- Task objective -
Write out the lines starting at the one that holds "pub mod types;" and ending with the final line of the data, exactly and with no others.

- Raw data -
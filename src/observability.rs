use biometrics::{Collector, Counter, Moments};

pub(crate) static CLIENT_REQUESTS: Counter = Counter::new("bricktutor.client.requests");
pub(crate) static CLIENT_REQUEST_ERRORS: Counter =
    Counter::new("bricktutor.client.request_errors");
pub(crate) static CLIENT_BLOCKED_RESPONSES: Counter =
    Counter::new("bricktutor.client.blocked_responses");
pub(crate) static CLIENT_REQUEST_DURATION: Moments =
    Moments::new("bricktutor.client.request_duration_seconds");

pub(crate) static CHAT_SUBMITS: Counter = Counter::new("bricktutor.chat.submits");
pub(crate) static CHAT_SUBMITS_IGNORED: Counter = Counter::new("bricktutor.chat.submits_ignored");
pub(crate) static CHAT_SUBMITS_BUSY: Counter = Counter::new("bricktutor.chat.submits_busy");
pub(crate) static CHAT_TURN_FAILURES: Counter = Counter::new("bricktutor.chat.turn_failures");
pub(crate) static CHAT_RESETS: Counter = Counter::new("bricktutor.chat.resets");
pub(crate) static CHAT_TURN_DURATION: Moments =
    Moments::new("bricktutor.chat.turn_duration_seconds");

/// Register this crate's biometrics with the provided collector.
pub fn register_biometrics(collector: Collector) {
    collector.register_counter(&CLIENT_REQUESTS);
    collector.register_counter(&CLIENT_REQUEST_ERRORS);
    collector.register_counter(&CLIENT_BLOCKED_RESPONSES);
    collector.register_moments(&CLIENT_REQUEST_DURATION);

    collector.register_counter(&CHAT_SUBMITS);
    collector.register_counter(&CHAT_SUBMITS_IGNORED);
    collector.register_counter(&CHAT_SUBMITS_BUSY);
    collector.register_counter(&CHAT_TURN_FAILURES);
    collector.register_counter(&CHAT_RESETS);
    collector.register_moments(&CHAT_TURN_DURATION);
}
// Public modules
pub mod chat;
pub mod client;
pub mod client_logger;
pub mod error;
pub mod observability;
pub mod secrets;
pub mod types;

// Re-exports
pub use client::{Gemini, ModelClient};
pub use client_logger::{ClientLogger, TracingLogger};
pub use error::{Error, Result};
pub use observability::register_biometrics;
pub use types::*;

- Solution for this task -
pub mod types;

// Re-exports
pub use client::{Gemini, ModelClient};
pub use client_logger::{ClientLogger, TracingLogger};
pub use error::{Error, Result};
pub use observability::register_biometrics;
pub use types::*;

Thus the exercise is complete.